*Problem*:
Output the line containing "metadata.level() <= log::max_level()" and all subsequent lines of the listing below, copied exactly, with no other lines.

BEGIN

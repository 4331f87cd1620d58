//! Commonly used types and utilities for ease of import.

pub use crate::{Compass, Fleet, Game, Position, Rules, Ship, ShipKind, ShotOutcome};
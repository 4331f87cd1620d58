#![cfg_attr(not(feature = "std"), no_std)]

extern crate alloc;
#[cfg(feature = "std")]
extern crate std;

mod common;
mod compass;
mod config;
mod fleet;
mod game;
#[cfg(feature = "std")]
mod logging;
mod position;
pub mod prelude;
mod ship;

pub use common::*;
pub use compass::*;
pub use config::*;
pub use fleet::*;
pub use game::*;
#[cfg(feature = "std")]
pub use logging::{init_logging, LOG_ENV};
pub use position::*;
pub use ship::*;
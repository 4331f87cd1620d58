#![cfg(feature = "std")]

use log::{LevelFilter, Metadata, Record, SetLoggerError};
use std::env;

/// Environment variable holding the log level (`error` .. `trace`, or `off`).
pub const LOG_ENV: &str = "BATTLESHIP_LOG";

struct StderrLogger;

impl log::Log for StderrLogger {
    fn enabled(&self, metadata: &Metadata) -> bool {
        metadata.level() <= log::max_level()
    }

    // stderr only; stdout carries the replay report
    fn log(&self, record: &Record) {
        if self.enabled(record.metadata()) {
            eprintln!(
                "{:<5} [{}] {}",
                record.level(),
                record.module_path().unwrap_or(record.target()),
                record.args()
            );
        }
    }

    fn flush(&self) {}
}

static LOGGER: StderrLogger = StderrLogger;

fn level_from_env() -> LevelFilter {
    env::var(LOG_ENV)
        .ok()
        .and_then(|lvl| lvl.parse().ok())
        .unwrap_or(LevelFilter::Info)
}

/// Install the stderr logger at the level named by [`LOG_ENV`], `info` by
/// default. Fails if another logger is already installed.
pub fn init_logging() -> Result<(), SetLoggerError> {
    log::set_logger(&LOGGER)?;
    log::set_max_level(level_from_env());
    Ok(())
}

END

*Solution for this problem*:
        metadata.level() <= log::max_level()
    }

    // stderr only; stdout carries the replay report
    fn log(&self, record: &Record) {
        if self.enabled(record.metadata()) {
            eprintln!(
                "{:<5} [{}] {}",
                record.level(),
                record.module_path().unwrap_or(record.target()),
                record.args()
            );
        }
    }

    fn flush(&self) {}
}

static LOGGER: StderrLogger = StderrLogger;

fn level_from_env() -> LevelFilter {
    env::var(LOG_ENV)
        .ok()
        .and_then(|lvl| lvl.parse().ok())
        .unwrap_or(LevelFilter::Info)
}

/// Install the stderr logger at the level named by [`LOG_ENV`], `info` by
/// default. Fails if another logger is already installed.
pub fn init_logging() -> Result<(), SetLoggerError> {
    log::set_logger(&LOGGER)?;
    log::set_max_level(level_from_env());
    Ok(())
}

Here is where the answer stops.